Outra coisa importante me lembro bem, do mingau de fubá (esturrado) sabor de queimado da escola, muitas vezes a única refeição do dia, uma caneca era pouco, voltava para pedir mais, o do fundo da panela tinha gosto de queimado mais forte, mesmo assim bebia com muito gosto, pensava, o fogo sozinho tratou de realçar o sabor, diante de tamanha fome queimado virou tempero.

Mas não é só isso, tive dias de glória, quando um político visitou a cidade, devidamente uniformizada, uniforme velho desbotado, sapatos furados, meias só o cano, bandeirinha nas mãos, lá estávamos nós eu e meus colegas, estudantes, cantando o hino nacional aplaudindo o político importante.

Depois do ato público que todos participavam, lá iam eles desfrutar do banquete especialmente preparado para poucos convidados. Esse é só mais um registro de minha meninice na cidade que nasci Grão Mogol, faz parte do sertão até hoje abandonado.

 A indústria dá seca continua, o povo continua sendo explorado, eucaliptos substituíram pequenas roças, hoje propriedade particular, com placa de “não entre, propriedade particular”, escrita em inglês.

Vidas secas, retrato de uma realidade drástica sofrida.

Enquanto isso homens sem consciência, tal qual vampiros de boca aberta andam por aí abocanhando para si tudo que é do outro.

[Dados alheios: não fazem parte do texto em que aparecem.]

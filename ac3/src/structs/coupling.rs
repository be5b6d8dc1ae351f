//! Channel coupling.
//!
//! Above the coupling begin frequency the coupled channels share one
//! coupling channel. Each of them keeps a coordinate per coupling band, and
//! its coefficients are rebuilt as the coupling coefficient scaled by that
//! coordinate.

use std::ops::Range;

use log::trace;

use crate::structs::channel::{ChannelMode, PerChannelState};
use crate::structs::mantissa::dither_value;
use crate::utils::bitstream_io::BsIoSliceReader;
use crate::utils::dither::DitherGenerator;
use crate::utils::errors::DecodeError;
use crate::utils::tables::{BLOCK_LEN, MAX_CHANNELS, MAX_COUPLING_SUBBANDS};

/// Width of a coupling subband in transform bins.
pub const SUBBAND_LEN: usize = 12;

/// Gain applied when a coupled channel is rebuilt.
pub const RECONSTRUCTION_GAIN: f32 = 8.0;

/// Coupling strategy and coordinates carried from block to block.
///
/// Phase flags are kept beside the coordinates and applied to the second
/// channel on every rebuild, so a stored coordinate is never negated in
/// place. `cplbegf` may exceed `cplendf` by at most 2, which leaves a single
/// subband.
#[derive(Debug, Clone, Copy, PartialEq)]
pub struct CouplingState {
    pub in_use: bool,
    pub channels: [bool; MAX_CHANNELS],
    pub phase_flags_in_use: bool,
    /// `cplbegf`
    pub begin: u8,
    /// `cplendf`
    pub end: u8,
    /// Set when the subband continues the band of the previous subband.
    pub band_structure: [bool; MAX_COUPLING_SUBBANDS],
    pub band_count: usize,
    pub start_bin: usize,
    pub end_bin: usize,
    pub coordinates: [[f32; MAX_COUPLING_SUBBANDS]; MAX_CHANNELS],
    pub phase_flags: [bool; MAX_COUPLING_SUBBANDS],
}

impl Default for CouplingState {
    fn default() -> Self {
        Self {
            in_use: false,
            channels: [false; MAX_CHANNELS],
            phase_flags_in_use: false,
            begin: 0,
            end: 0,
            band_structure: [false; MAX_COUPLING_SUBBANDS],
            band_count: 0,
            start_bin: 0,
            end_bin: 0,
            coordinates: [[0.0; MAX_COUPLING_SUBBANDS]; MAX_CHANNELS],
            phase_flags: [false; MAX_COUPLING_SUBBANDS],
        }
    }
}

/// Coupling coordinate from its 4-bit exponent and mantissa and the channel's
/// master coordinate.
pub fn coordinate(exponent: u8, mantissa: u8, master: u8) -> f32 {
    let mantissa = if exponent == 15 {
        mantissa as f32 / 16.0
    } else {
        (mantissa as f32 + 16.0) / 32.0
    };

    mantissa * 2f32.powi(-(exponent as i32 + 3 * master as i32))
}

impl CouplingState {
    /// Reads the coupling strategy that follows a set `cplstre` bit.
    pub fn read_strategy(
        &mut self,
        reader: &mut BsIoSliceReader,
        channel_mode: ChannelMode,
    ) -> Result<(), DecodeError> {
        self.in_use = reader.get()?;
        self.channels = [false; MAX_CHANNELS];
        self.band_structure = [false; MAX_COUPLING_SUBBANDS];
        self.phase_flags = [false; MAX_COUPLING_SUBBANDS];
        self.phase_flags_in_use = false;

        if !self.in_use {
            return Ok(());
        }

        for coupled in &mut self.channels[..channel_mode.channel_count()] {
            *coupled = reader.get()?;
        }

        if channel_mode == ChannelMode::Stereo {
            self.phase_flags_in_use = reader.get()?;
        }

        let begin: u8 = reader.get_n(4)?;
        let end: u8 = reader.get_n(4)?;
        if begin > end + 2 {
            return Err(DecodeError::InvalidCouplingBandStructure { begin, end });
        }

        self.begin = begin;
        self.end = end;
        self.start_bin = begin as usize * SUBBAND_LEN + 37;
        self.end_bin = end as usize * SUBBAND_LEN + 73;

        let subbands = self.subband_count();
        self.band_count = subbands;
        for merged in &mut self.band_structure[1..subbands] {
            *merged = reader.get()?;
            if *merged {
                self.band_count -= 1;
            }
        }

        trace!(
            "coupling: bins {}..{} subbands={subbands} bands={}",
            self.start_bin, self.end_bin, self.band_count
        );

        Ok(())
    }

    /// Reads `cplcoe` and the coordinates of every coupled channel, then the
    /// phase flags.
    pub fn read_coordinates(
        &mut self,
        reader: &mut BsIoSliceReader,
        channel_mode: ChannelMode,
    ) -> Result<(), DecodeError> {
        let mut any_new = false;

        for ch in 0..channel_mode.channel_count() {
            if !self.channels[ch] || !reader.get()? {
                continue;
            }

            any_new = true;
            let master = reader.get_n::<u8>(2)?;
            for band in 0..self.band_count {
                let exponent = reader.get_n::<u8>(4)?;
                let mantissa = reader.get_n::<u8>(4)?;
                self.coordinates[ch][band] = coordinate(exponent, mantissa, master);
            }
        }

        if channel_mode == ChannelMode::Stereo && self.phase_flags_in_use && any_new {
            for flag in &mut self.phase_flags[..self.band_count] {
                *flag = reader.get()?;
            }
        }

        Ok(())
    }

    pub fn subband_count(&self) -> usize {
        (3 + self.end as usize).saturating_sub(self.begin as usize)
    }

    pub fn is_coupled(&self, ch: usize) -> bool {
        self.in_use && self.channels.get(ch).copied().unwrap_or(false)
    }

    /// Coupling bands in bitstream order with their transform bin ranges.
    pub fn bands(&self) -> Vec<(usize, Range<usize>)> {
        let mut bands: Vec<(usize, Range<usize>)> = Vec::with_capacity(self.band_count);

        for subband in 0..self.subband_count() {
            if self.band_structure[subband] {
                if let Some((_, range)) = bands.last_mut() {
                    range.end += SUBBAND_LEN;
                    continue;
                }
            }

            let bin = self.start_bin + subband * SUBBAND_LEN;
            bands.push((bands.len(), bin..bin + SUBBAND_LEN));
        }

        bands
    }

    /// Effective coordinate of `ch` in `band`, phase flags applied.
    pub fn channel_coordinate(&self, ch: usize, band: usize) -> f32 {
        let coordinate = self.coordinates[ch][band];
        if ch == 1 && self.phase_flags_in_use && self.phase_flags[band] {
            -coordinate
        } else {
            coordinate
        }
    }
}

/// Rebuilds the coupled range of channel `ch` from the coupling channel.
///
/// Zero-allocation coupling bins take fresh dither when `dither` is given.
pub fn reconstruct(
    state: &CouplingState,
    coupling_channel: &PerChannelState,
    coupling_coeffs: &[f32; BLOCK_LEN],
    ch: usize,
    mut dither: Option<&mut DitherGenerator>,
    out: &mut [f32; BLOCK_LEN],
) {
    for (band, bins) in state.bands() {
        let gain = state.channel_coordinate(ch, band) * RECONSTRUCTION_GAIN;

        for bin in bins.start..bins.end.min(BLOCK_LEN) {
            out[bin] = match (coupling_channel.bap[bin], dither.as_deref_mut()) {
                (0, Some(dither)) => {
                    dither_value(dither, coupling_channel.exponents[bin]) * gain
                }
                _ => coupling_coeffs[bin] * gain,
            };
        }
    }
}

#[cfg(test)]
mod tests {
    use super::*;
    use crate::test_utils::BitSink;

    #[test]
    fn coordinate_formats() {
        assert_eq!(coordinate(0, 0, 0), 0.5);
        assert_eq!(coordinate(0, 15, 0), 31.0 / 32.0);
        assert_eq!(coordinate(15, 8, 0), 0.5 * 2f32.powi(-15));
        assert_eq!(coordinate(2, 0, 1), 0.5 * 2f32.powi(-5));
        assert_eq!(coordinate(15, 0, 3), 0.0);
    }

    fn stereo_strategy(begin: u32, end: u32, structure: &[u32]) -> BitSink {
        let mut sink = BitSink::default();
        sink.put(1, 1); // cplinu
        sink.put(2, 0b11); // both channels
        sink.put(1, 1); // phsflginu
        sink.put(4, begin);
        sink.put(4, end);
        for &bit in structure {
            sink.put(1, bit);
        }
        sink
    }

    #[test]
    fn band_structure_merges_subbands() -> anyhow::Result<()> {
        // 4 subbands: 0 | 1 2 | 3
        let bytes = stereo_strategy(2, 3, &[0, 1, 0]).into_bytes();
        let mut reader = BsIoSliceReader::from_slice(&bytes);

        let mut state = CouplingState::default();
        state.read_strategy(&mut reader, ChannelMode::Stereo)?;

        assert!(state.is_coupled(0) && state.is_coupled(1));
        assert!(!state.is_coupled(2));
        assert_eq!((state.start_bin, state.end_bin), (61, 109));
        assert_eq!(state.subband_count(), 4);
        assert_eq!(state.band_count, 3);
        assert_eq!(state.bands(), [(0, 61..73), (1, 73..97), (2, 97..109)]);
        Ok(())
    }

    #[test]
    fn rejects_inverted_frequency_range() {
        let bytes = stereo_strategy(9, 6, &[]).into_bytes();
        let mut reader = BsIoSliceReader::from_slice(&bytes);

        assert!(matches!(
            CouplingState::default().read_strategy(&mut reader, ChannelMode::Stereo),
            Err(DecodeError::InvalidCouplingBandStructure { begin: 9, end: 6 })
        ));

        let bytes = stereo_strategy(8, 6, &[]).into_bytes();
        let mut reader = BsIoSliceReader::from_slice(&bytes);
        let mut state = CouplingState::default();
        assert!(state.read_strategy(&mut reader, ChannelMode::Stereo).is_ok());
        assert_eq!(state.subband_count(), 1);
        assert_eq!((state.start_bin, state.end_bin), (133, 145));
    }

    #[test]
    fn widest_range_has_eighteen_subbands() -> anyhow::Result<()> {
        let bytes = stereo_strategy(0, 15, &[0; 17]).into_bytes();
        let mut reader = BsIoSliceReader::from_slice(&bytes);

        let mut state = CouplingState::default();
        state.read_strategy(&mut reader, ChannelMode::Stereo)?;

        assert_eq!(state.subband_count(), MAX_COUPLING_SUBBANDS);
        assert_eq!((state.start_bin, state.end_bin), (37, 253));
        assert_eq!(state.bands().len(), 18);
        Ok(())
    }

    #[test]
    fn phase_flags_negate_second_channel() -> anyhow::Result<()> {
        let mut sink = stereo_strategy(2, 2, &[1, 1]);
        for _ in 0..2 {
            sink.put(1, 1); // cplcoe
            sink.put(2, 0);
            sink.put(4, 1);
            sink.put(4, 0);
        }
        sink.put(1, 1); // phsflg
        let bytes = sink.into_bytes();
        let mut reader = BsIoSliceReader::from_slice(&bytes);

        let mut state = CouplingState::default();
        state.read_strategy(&mut reader, ChannelMode::Stereo)?;
        state.read_coordinates(&mut reader, ChannelMode::Stereo)?;

        assert_eq!(state.band_count, 1);
        assert_eq!(state.channel_coordinate(0, 0), 0.25);
        assert_eq!(state.channel_coordinate(1, 0), -0.25);
        // stored coordinates stay positive
        assert_eq!(state.coordinates[1][0], 0.25);
        Ok(())
    }

    #[test]
    fn unsent_coordinates_carry_over() -> anyhow::Result<()> {
        let mut state = CouplingState::default();
        let bytes = stereo_strategy(2, 2, &[1, 1]).into_bytes();
        let mut reader = BsIoSliceReader::from_slice(&bytes);
        state.read_strategy(&mut reader, ChannelMode::Stereo)?;
        state.coordinates[0][0] = 0.75;
        state.coordinates[1][0] = 0.5;

        // cplcoe clear for both channels, no phase flags follow
        let bytes = [0x00];
        let mut reader = BsIoSliceReader::from_slice(&bytes);
        state.read_coordinates(&mut reader, ChannelMode::Stereo)?;

        assert_eq!(reader.position()?, 2);
        assert_eq!(state.coordinates[0][0], 0.75);
        assert_eq!(state.coordinates[1][0], 0.5);
        Ok(())
    }

    #[test]
    fn reconstruction_scales_by_coordinate() {
        let mut state = CouplingState {
            in_use: true,
            begin: 0,
            end: 0,
            start_bin: 37,
            end_bin: 73,
            band_count: 2,
            ..Default::default()
        };
        state.channels[0] = true;
        state.band_structure[2] = true;
        state.coordinates[0][0] = 0.5;
        state.coordinates[0][1] = 0.25;

        let mut coupling_channel = PerChannelState::default();
        coupling_channel.bap[37..73].fill(4);
        let mut coeffs = [0.0f32; BLOCK_LEN];
        coeffs[37..73].fill(1.0);

        let mut out = [0.0f32; BLOCK_LEN];
        reconstruct(&state, &coupling_channel, &coeffs, 0, None, &mut out);

        assert!(out[37..49].iter().all(|&c| c == 4.0));
        assert!(out[49..73].iter().all(|&c| c == 2.0));
        assert!(out[..37].iter().chain(&out[73..]).all(|&c| c == 0.0));
    }

    #[test]
    fn reconstruction_redithers_empty_bins() {
        let mut state = CouplingState {
            in_use: true,
            start_bin: 37,
            end_bin: 73,
            band_count: 1,
            ..Default::default()
        };
        state.channels[0] = true;
        state.band_structure[1] = true;
        state.band_structure[2] = true;
        state.coordinates[0][0] = 1.0;

        let mut coupling_channel = PerChannelState::default();
        coupling_channel.exponents[37..73].fill(5);
        let coeffs = [0.0f32; BLOCK_LEN];

        let mut dither = DitherGenerator::new(99);
        let mut expected = DitherGenerator::new(99);
        let mut out = [0.0f32; BLOCK_LEN];
        reconstruct(&state, &coupling_channel, &coeffs, 0, Some(&mut dither), &mut out);

        for &coef in &out[37..73] {
            assert_eq!(coef, dither_value(&mut expected, 5) * RECONSTRUCTION_GAIN);
        }
        assert_eq!(dither, expected);
    }
}
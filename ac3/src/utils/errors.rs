use std::io;

#[macro_export]
macro_rules! log_or_err {
    ($state:expr, $level:expr, $err:expr $(,)?) => {{
        if $level <= $state.fail_level {
            return Err($err);
        } else {
            match $level {
                ::log::Level::Error => ::log::error!("{}", $err),
                ::log::Level::Warn => ::log::warn!("{}", $err),
                ::log::Level::Info => ::log::info!("{}", $err),
                ::log::Level::Debug => ::log::debug!("{}", $err),
                ::log::Level::Trace => ::log::trace!("{}", $err),
            }
        }
    }};
}

/// Region of a frame protected by one of the two CRC words.
#[derive(Debug, Clone, Copy, PartialEq, Eq)]
pub enum CrcRegion {
    /// First five-eighths of the frame, protected by `crc1`.
    Head,
    /// Whole frame after the sync word, protected by `crc2`.
    Frame,
}

#[derive(thiserror::Error, Debug)]
pub enum DecodeError {
    #[error("Sync word 0x0B77 not found in {0} bytes")]
    SyncNotFound(usize),

    #[error("Invalid sample rate code: {0}")]
    InvalidSampleRateCode(u8),

    #[error("Invalid frame size code: {0}")]
    InvalidFrameSizeCode(u8),

    #[error("Unsupported bitstream id: {0} > 8")]
    UnsupportedStreamId(u8),

    #[error("Exponent out of range in group {group}: value = {value}")]
    ExponentOverflow { group: usize, value: i32 },

    #[error("Invalid mantissa code {code} for bap {bap}")]
    InvalidGroupedVqCode { bap: u8, code: u16 },

    #[error("Reserved delta bit allocation strategy")]
    InvalidDeltaBitAllocationStrategy,

    #[error("Invalid coupling band structure: begin = {begin}, end = {end}")]
    InvalidCouplingBandStructure { begin: u8, end: u8 },

    #[error("Bitstream exhausted before the end of the frame")]
    BitstreamExhausted,

    #[error("Invalid channel bandwidth code: {0} > 60")]
    InvalidBandwidthCode(u8),

    #[error("Frame truncated: expected {expected} bytes, {available} available")]
    TruncatedFrame { expected: usize, available: usize },

    #[error("CRC check failed for {region:?} region: remainder = {remainder:#06X}")]
    CrcMismatch { region: CrcRegion, remainder: u16 },

    #[error("{0:?} reuses exponents in the first block of a frame")]
    ReuseInFirstBlock(crate::structs::channel::ChannelId),

    #[error("Channel mode changed from {previous} to {current} without resetting state")]
    ChannelModeChanged { previous: u8, current: u8 },

    #[error("I/O error: {0}")]
    Io(io::Error),
}

impl From<io::Error> for DecodeError {
    fn from(err: io::Error) -> Self {
        match err.kind() {
            io::ErrorKind::UnexpectedEof => DecodeError::BitstreamExhausted,
            _ => DecodeError::Io(err),
        }
    }
}

#[derive(thiserror::Error, Debug)]
pub enum ExtractError {
    #[error("Insufficient buffer data for frame extraction")]
    InsufficientData,

    #[error("Invalid frame header after sync word: {0}")]
    InvalidHeader(DecodeError),

    #[error("Sync lost: expected 0x0B77, found {0:#06X}")]
    SyncLost(u16),
}

#[cfg(test)]
mod tests {
    use super::*;

    #[test]
    fn eof_maps_to_exhaustion() {
        let err = DecodeError::from(io::Error::new(io::ErrorKind::UnexpectedEof, "eof"));
        assert!(matches!(err, DecodeError::BitstreamExhausted));

        let err = DecodeError::from(io::Error::other("boom"));
        assert!(matches!(err, DecodeError::Io(_)));
    }
}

Dentro de seus ternos se escondem, a gravata amarra o pescoço, as abotoaduras fecham os punhos da camisa, para não mostrarem os braços, os sapatos de cadarços amarrados não deixam os pés aparecer, verdadeiras armaduras ambulantes.

Que conhecemos desse homem de poder que só quer explorar os necessitados? O rosto e as mãos, a cabeça nem a ele pertence mais, já se encontra embriagada pela ganância provocada pelo poder, sente-se superior aos demais.

Pobres políticos desalmados, negam até a si mesmos, não têm consciência do ser humano que é. Derrubam tudo que possa ser uma ameaça a sua prepotente sede de poder. Enquanto isso de sede morrem seres que vivem no sertão que agoniza pela falta d'água, sertão que se continuar assim vai virar um deserto, nem cobra vai resistir.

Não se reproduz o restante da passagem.